DC: I think my music would be more soul/psychedelic. The magic created in those eras can’t be duplicated. I touch on those feels now, but I don’t have any 10 minute songs that go through a long psychedelic journey. I mean, I imagine I might in the future, but right now we are writing for the time. Once our music and Midnight Transit’s sound is established and known we certainly will grow, create and take some new freedoms.
SR: What is your most prized piece of equipment/ instrument?
DC: My voice! Definitely my voice, I don’t know what I would do if I couldn’t sing.
SR: Pre-Pandemic, what would you say your favorite moment on-stage was?
DC: Hmm, so many wonderful moments to choose from. Perhaps I will choose from some more recent moments. I’d say singing at the 2019 Summer Solstice in San Francisco. I sang lead on a few numbers in front of a sea of people. Or our show in 2019 at The Chapel. I sang the encore, packed house, singing “I Can’t Get No Satisfaction”!! Both epic moments!
SR: When can we expect to hear the latest record you’ve recorded with Midnight Transit? Anything fun planned for Moonalice when we are able to enjoy live music safely again?
DC: “Stand Up And Fight” is available on our website TheMidnightTransit.com as well as every streaming and download platform for music. The video is available on our website, our Facebook page and YouTube channel. Full Moonalice is already booking shows for this year so hopefully if everything continues in a positive path we will be playing live again! Can’t wait as it’s been over a year since Full Moonalice or Midnight Transit has performed for an audience.
SR: What was the last song you listened to on Spotify?
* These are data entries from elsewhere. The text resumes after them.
use crate::err::*;
use serde::{de::DeserializeOwned, Serialize};

/// Encode a request or response payload
pub fn ser<T: Serialize>(value: &T) -> ServiceResult<Vec<u8>> {
    let mut bytes = Vec::new();
    ciborium::ser::into_writer(value, &mut bytes)?;
    Ok(bytes)
}

/// Decode a request or response payload
pub fn deser<T: DeserializeOwned>(bytes: &[u8]) -> ServiceResult<T> {
    let value = ciborium::de::from_reader(bytes)?;
    Ok(value)
}

#[test]
fn test_deser_garbage() {
    let result: ServiceResult<String> = deser(&[0xff, 0x00, 0x13][..]);
    assert!(matches!(result, Err(ServiceError::MalformedPayload(_))));
}

#[test]
fn test_unit_payload_is_small() {
    assert_eq!(1, ser(&()).unwrap().len());
}
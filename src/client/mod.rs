mod core;
mod pending;
pub mod result;

use std::rc::Rc;
use std::time::Duration;

use self::core::*;
use self::result::*;
use crate::err::*;
use crate::node::Node;
use crate::protocol::*;

/// Timeout for calls issued by a client that was never given one
pub const DEFAULT_REQUEST_TIMEOUT: Duration = Duration::from_millis(1000);
pub const MIN_REQUEST_TIMEOUT: Duration = Duration::from_millis(1);
pub const MAX_REQUEST_TIMEOUT: Duration = Duration::from_secs(60);

/// How many calls a client can have in flight unless told otherwise
pub const DEFAULT_MAX_PENDING_CALLS: usize = 4;

/// A client of one service type. Issues calls to servers on other nodes and reports the
/// outcome of each call, success or timeout, exactly once through its callback.
///
/// Results are delivered from within `Node::spin`. `N` is the number of calls the client can
/// have in flight at the same time.
///
/// Drop the client to abandon its pending calls: their listener slots are released and their
/// callbacks are never invoked. A response arriving afterwards is simply dropped.
pub struct ServiceClient<S: ServiceType, const N: usize = { DEFAULT_MAX_PENDING_CALLS }> {
    core: Rc<ClientCore<S, N>>,
}

impl<S: ServiceType, const N: usize> ServiceClient<S, N> {
    pub fn new(node: &Node) -> Self {
        ServiceClient {
            core: ClientCore::new(node, DEFAULT_REQUEST_TIMEOUT),
        }
    }

    /// Set the callback that receives the results of all calls issued from now on, and of
    /// those still pending.
    pub fn set_callback(&mut self, callback: ServiceCallback<S>) {
        self.core.set_callback(callback);
    }

    /// The current callback, to share it with other clients
    pub fn get_callback(&self) -> Option<ServiceCallback<S>> {
        self.core.callback()
    }

    /// Applies to calls issued after this point. Clamped to
    /// `MIN_REQUEST_TIMEOUT..=MAX_REQUEST_TIMEOUT`.
    pub fn set_request_timeout(&mut self, timeout: Duration) {
        self.core
            .set_request_timeout(timeout.clamp(MIN_REQUEST_TIMEOUT, MAX_REQUEST_TIMEOUT));
    }

    pub fn request_timeout(&self) -> Duration {
        self.core.request_timeout()
    }

    /// Send `request` to the server at `server_node_id`.
    ///
    /// `Ok` only means the request was submitted; the outcome arrives later through the
    /// callback. On error nothing was sent and nothing is pending.
    pub fn call(&mut self, server_node_id: NodeId, request: &S::Request) -> ServiceResult<CallId> {
        self.core.call(server_node_id, request)
    }

    pub fn has_pending_calls(&self) -> bool {
        self.num_pending_calls() > 0
    }

    pub fn num_pending_calls(&self) -> usize {
        self.core.num_pending_calls()
    }

    pub fn is_pending(&self, call_id: CallId) -> bool {
        self.core.is_pending(call_id)
    }

    pub fn capacity(&self) -> usize {
        N
    }
}

impl<S: ServiceType, const N: usize> Drop for ServiceClient<S, N> {
    fn drop(&mut self) {
        self.core.release_all();
    }
}
use std::collections::{BTreeMap, HashMap};
use std::rc::{Rc, Weak};
use std::time::Duration;

use crate::err::*;
use crate::protocol::{DataTypeId, Frame};
use crate::registry::ListenerRegistry;

/// Something that answers inbound requests of one data type. Implemented by servers.
pub(crate) trait RequestListener {
    fn handle_request(&self, frame: &Frame);
}

/// Something that owns pending calls. Implemented by clients.
pub(crate) trait ResponseListener {
    /// Complete the pending call the frame answers. Returns false if the frame is not for us.
    fn handle_response(&self, frame: &Frame) -> bool;

    /// Time out every pending call whose deadline is at or before `now`
    fn expire(&self, now: Duration);
}

pub(crate) type ListenerId = u64;

/// Routing tables of a node. Holds weak references only: servers and clients own themselves
/// and detach on drop.
pub(crate) struct Dispatcher {
    registry: ListenerRegistry,
    servers: HashMap<DataTypeId, Weak<dyn RequestListener>>,
    clients: BTreeMap<ListenerId, (DataTypeId, Weak<dyn ResponseListener>)>,
    next_listener_id: ListenerId,
}

impl Dispatcher {
    pub(crate) fn new() -> Dispatcher {
        Dispatcher {
            registry: ListenerRegistry::new(),
            servers: HashMap::new(),
            clients: BTreeMap::new(),
            next_listener_id: 0,
        }
    }

    pub(crate) fn registry(&self) -> &ListenerRegistry {
        &self.registry
    }

    pub(crate) fn next_listener_id(&mut self) -> ListenerId {
        self.next_listener_id += 1;
        self.next_listener_id
    }

    pub(crate) fn add_server(
        &mut self,
        data_type_id: DataTypeId,
        name: &str,
        server: Weak<dyn RequestListener>,
    ) -> ServiceResult<()> {
        self.registry.register_request_listener(data_type_id, name)?;
        self.servers.insert(data_type_id, server);
        Ok(())
    }

    pub(crate) fn remove_server(&mut self, data_type_id: DataTypeId) {
        self.registry.deregister_request_listener(data_type_id);
        self.servers.remove(&data_type_id);
    }

    pub(crate) fn server_for(&self, data_type_id: DataTypeId) -> Option<Rc<dyn RequestListener>> {
        self.servers.get(&data_type_id).and_then(|server| server.upgrade())
    }

    pub(crate) fn register_call(&mut self, data_type_id: DataTypeId) {
        self.registry.register_response_listener(data_type_id);
    }

    pub(crate) fn release_call(&mut self, data_type_id: DataTypeId) -> ServiceResult<()> {
        self.registry.deregister_response_listener(data_type_id)
    }

    pub(crate) fn attach_client(
        &mut self,
        id: ListenerId,
        data_type_id: DataTypeId,
        client: Weak<dyn ResponseListener>,
    ) {
        self.clients.insert(id, (data_type_id, client));
    }

    pub(crate) fn detach_client(&mut self, id: ListenerId) {
        self.clients.remove(&id);
    }

    pub(crate) fn num_attached_clients(&self) -> usize {
        self.clients.len()
    }

    /// Clients that currently wait for responses of the given data type, in attach order
    pub(crate) fn clients_for(&self, data_type_id: DataTypeId) -> Vec<Rc<dyn ResponseListener>> {
        self.clients
            .values()
            .filter(|(client_type, _)| *client_type == data_type_id)
            .filter_map(|(_, client)| client.upgrade())
            .collect()
    }

    pub(crate) fn clients(&self) -> Vec<Rc<dyn ResponseListener>> {
        self.clients
            .values()
            .filter_map(|(_, client)| client.upgrade())
            .collect()
    }
}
DC: Haha, well “Stand Up And Fight” of course! I’ve really been into Curtis Mayfield, The Roots Album. I can listen to that on repeat. Also, his song “Move On Up” is my emotional jam. Happy, sad, upset, excited I go to that song and it really gives me peace. The song taps into my Blackness and gives me energy. 2020 has been really trying and emotionally taxing, I’m sure for everyone, but for Black people with all that has happened. There has been a new awakening and there is no going back to brunch for me or anyone in my universe. I won’t have it. Another album would be Sam Cooke “Live at Harlem Square” and the emotion and soul that explodes from that album with his voice and stage presence. I can travel back in time to the front row of the show when I listen to that album!
SR: What part of your father’s career would you have wanted to be a part of (that is if you were born already) ?
DC: I used to trip out thinking about this all the time, but instead of being born in a different era, I think I’d rather be able to experience his career height as the person I am now. Haha, if I was born in the 60’s I’d still be a youngster and wouldn’t appreciate what I was experiencing.
SR: Lester is a man dear to our hearts here at Sweet Relief, what would you convey to artists looking for support based on your family’s personal experience?
DC: Sweet Relief has helped Lester in countless ways and continues to help us not only survive, but thrive! Sweet Relief really cares which is rare in the music industry. I love seeing the reach of Sweet Relief now. There so many amazing, events, other organizations and incredibly talented artists helping to spread the word and I thank everyone of em!!
SR: Is there anything you’d like to mention or share with our #SweetSupporters that you have coming up?
DC: My band Midnight Transit has been working for a few years now on a full-length album. We would have released it last year but… Covid happened and well, 2020 was quite a year. So, the time frame for the album is TBA but we will continue to release singles from the album prior to the full release. Our first album is entitled “Born To Rock And Roll”. High energy rock’n’roll with a few protest songs, some songs about having a good time and couple love songs! How can you go wrong? Can ya dig it!